One of your links is to Muun, who started this thread!
There is no practicality in a merchant saying they accept bitcoin, but not onchain, or in having many checkout and customer service versions for many bitcoin payment methods.
Merchants accepting base layer bitcoin is one if the most important types of adoption there is.
-John
On Fri, Oct 14, 2022 at 6:29 PM Erik Aronesty <
erik@q32.com> wrote:
Also, lightning works fine and is readily available in convenient mobile apps used by millions of people, or in . So the need for a 0conf has been mitigated by other solutions for fast payments with no need for a trust relationship. And for people that don't like mobile risks, core lightning and other solutions are now easily installed and configured for use in fast payments.
some references:
On Fri, Oct 14, 2022 at 12:03:21PM +0200, John Carvalho via bitcoin-dev wrote:
> In support of Dario's concern, I feel like there is a degree of gaslighting
> happening with the advancement of RBF somehow being okay, while merchants
> wanting to manage their own 0conf risk better being not okay.
The way merchants try to manage 0conf risk is quite harmful to Bitcoin.

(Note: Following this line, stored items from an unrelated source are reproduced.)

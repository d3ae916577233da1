//! # Configuration
//!
//! Loader-wide feature toggles and per-request options. Both are plain serde
//! structs so they can be read from JSON alongside voxel objects.

use serde::{Deserialize, Serialize};

use crate::{
    error::{LoaderError, LoaderResult},
    meshing::{ChannelToggles, ColorReplacement},
    voxels::{
        color::{PRIMARY_PLACEHOLDER, SECONDARY_PLACEHOLDER},
        Rgb,
    },
};

/// Color value meaning "leave the placeholder alone" in the legacy shorthand.
pub const DEFAULT_COLOR: &str = "default";

/// Loader-wide feature toggles.
#[derive(Clone, Debug, PartialEq, Eq, Serialize, Deserialize)]
#[serde(default)]
pub struct LoaderConfig {
    /// Emit the emissive metadata channel.
    pub allow_emissive_channel: bool,
    /// Emit the roughness and metalness metadata channels.
    pub allow_metal_channel: bool,
    /// Pass particle emitters through to loaded meshes.
    pub allow_emitters: bool,
    /// Bound on the number of compiled objects kept; `None` keeps everything.
    pub compiled_cache_capacity: Option<usize>,
}

impl Default for LoaderConfig {
    fn default() -> Self {
        LoaderConfig {
            allow_emissive_channel: true,
            allow_metal_channel: true,
            allow_emitters: true,
            compiled_cache_capacity: None,
        }
    }
}

impl LoaderConfig {
    pub fn from_json_str(json: &str) -> LoaderResult<Self> {
        let config: LoaderConfig =
            serde_json::from_str(json).map_err(|e| LoaderError::Config(e.to_string()))?;
        config.validate()?;

        Ok(config)
    }

    /// Rejects settings that cannot be honored. A compiled cache capacity
    /// of zero is an error rather than a silent switch to unbounded.
    pub fn validate(&self) -> LoaderResult<()> {
        if self.compiled_cache_capacity == Some(0) {
            return Err(LoaderError::Config(
                "compiled_cache_capacity must be at least 1".to_string(),
            ));
        }

        Ok(())
    }

    pub fn channel_toggles(&self) -> ChannelToggles {
        ChannelToggles {
            emissive: self.allow_emissive_channel,
            metal: self.allow_metal_channel,
        }
    }
}

/// Options for a single load request.
#[derive(Clone, Debug, PartialEq, Serialize, Deserialize)]
#[serde(default, rename_all = "camelCase")]
pub struct RequestOptions {
    /// Uniform scale applied to every position.
    pub scale: f32,
    /// Ordered palette substitutions.
    pub color_replacements: Vec<ColorReplacement>,
    /// Legacy replacement for the primary placeholder color.
    pub color: Option<String>,
    /// Legacy replacement for the secondary placeholder color.
    pub color2: Option<String>,
}

impl Default for RequestOptions {
    fn default() -> Self {
        RequestOptions {
            scale: 1.0,
            color_replacements: Vec::new(),
            color: None,
            color2: None,
        }
    }
}

/// Request options after legacy shorthand expansion; this is what gets hashed.
#[derive(Clone, Debug, PartialEq, Serialize)]
pub struct NormalizedOptions {
    pub scale: f32,
    pub color_replacements: Vec<ColorReplacement>,
}

impl RequestOptions {
    pub fn with_scale(mut self, scale: f32) -> Self {
        self.scale = scale;
        self
    }

    pub fn with_replacement(mut self, from: Rgb, to: Rgb) -> Self {
        self.color_replacements.push(ColorReplacement::new(from, to));
        self
    }

    /// Expands the legacy `color` / `color2` shorthand and validates the scale.
    ///
    /// The shorthand only applies when no explicit replacements are given,
    /// and each value only when it is a well-formed `#rrggbb` other than
    /// `"default"`; anything else is ignored.
    pub fn normalize(&self) -> LoaderResult<NormalizedOptions> {
        if !(self.scale.is_finite() && self.scale > 0.0) {
            return Err(LoaderError::InvalidOptions(format!(
                "scale must be a positive number, got {}",
                self.scale
            )));
        }

        let mut color_replacements = self.color_replacements.clone();
        if color_replacements.is_empty() {
            let shorthand = [
                (PRIMARY_PLACEHOLDER, self.color.as_deref()),
                (SECONDARY_PLACEHOLDER, self.color2.as_deref()),
            ];

            for (placeholder, value) in shorthand {
                if let Some(to) = value.filter(|v| *v != DEFAULT_COLOR).and_then(Rgb::parse_hex) {
                    color_replacements.push(ColorReplacement::new(placeholder, to));
                }
            }
        }

        Ok(NormalizedOptions {
            scale: self.scale,
            color_replacements,
        })
    }
}
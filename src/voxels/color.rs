//! # Color Module
//!
//! Exact-match RGB colors as they appear in voxel object files (`"#rrggbb"`).

use std::{fmt, str::FromStr};

use serde::{de, Deserialize, Deserializer, Serialize, Serializer};

/// An 8-bit RGB triple compared component-wise with no tolerance.
#[derive(Copy, Clone, Debug, PartialEq, Eq, Hash, Default)]
pub struct Rgb {
    pub r: u8,
    pub g: u8,
    pub b: u8,
}

/// Placeholder color replaced by the legacy `color` request shorthand.
pub const PRIMARY_PLACEHOLDER: Rgb = Rgb::new(0xff, 0x00, 0xff);

/// Placeholder color replaced by the legacy `color2` request shorthand.
pub const SECONDARY_PLACEHOLDER: Rgb = Rgb::new(0x00, 0xff, 0xff);

impl Rgb {
    pub const fn new(r: u8, g: u8, b: u8) -> Self {
        Rgb { r, g, b }
    }

    /// Parses a `#rrggbb` hex triplet. Anything else yields `None`.
    pub fn parse_hex(value: &str) -> Option<Self> {
        let digits = value.strip_prefix('#')?;
        if digits.len() != 6 || !digits.is_ascii() {
            return None;
        }

        let channel = |i: usize| u8::from_str_radix(&digits[i..i + 2], 16).ok();
        Some(Rgb::new(channel(0)?, channel(2)?, channel(4)?))
    }

    /// The color as normalized floats, the form stored in vertex color buffers.
    pub fn to_f32_array(self) -> [f32; 3] {
        [
            self.r as f32 / 255.0,
            self.g as f32 / 255.0,
            self.b as f32 / 255.0,
        ]
    }
}

impl fmt::Display for Rgb {
    fn fmt(&self, f: &mut fmt::Formatter<'_>) -> fmt::Result {
        write!(f, "#{:02x}{:02x}{:02x}", self.r, self.g, self.b)
    }
}

impl FromStr for Rgb {
    type Err = String;

    fn from_str(s: &str) -> Result<Self, Self::Err> {
        Rgb::parse_hex(s).ok_or_else(|| format!("`{s}` is not a #rrggbb color"))
    }
}

impl Serialize for Rgb {
    fn serialize<S: Serializer>(&self, serializer: S) -> Result<S::Ok, S::Error> {
        serializer.collect_str(self)
    }
}

impl<'de> Deserialize<'de> for Rgb {
    fn deserialize<D: Deserializer<'de>>(deserializer: D) -> Result<Self, D::Error> {
        let raw = String::deserialize(deserializer)?;
        raw.parse().map_err(de::Error::custom)
    }
}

Connecting to large numbers of nodes to try to risk-manage propagation _is_ an
attack, albeit a mild one. Everyone doing that is very harmful; only a few
merchants being able to do it is very unfair/centralized.
...and of course, in the past this has lead to merchants trying to make deals
with miners directly, even going as far as to suggest reorging out
double-spends. I don't need to explain why that is obviously extremely harmful.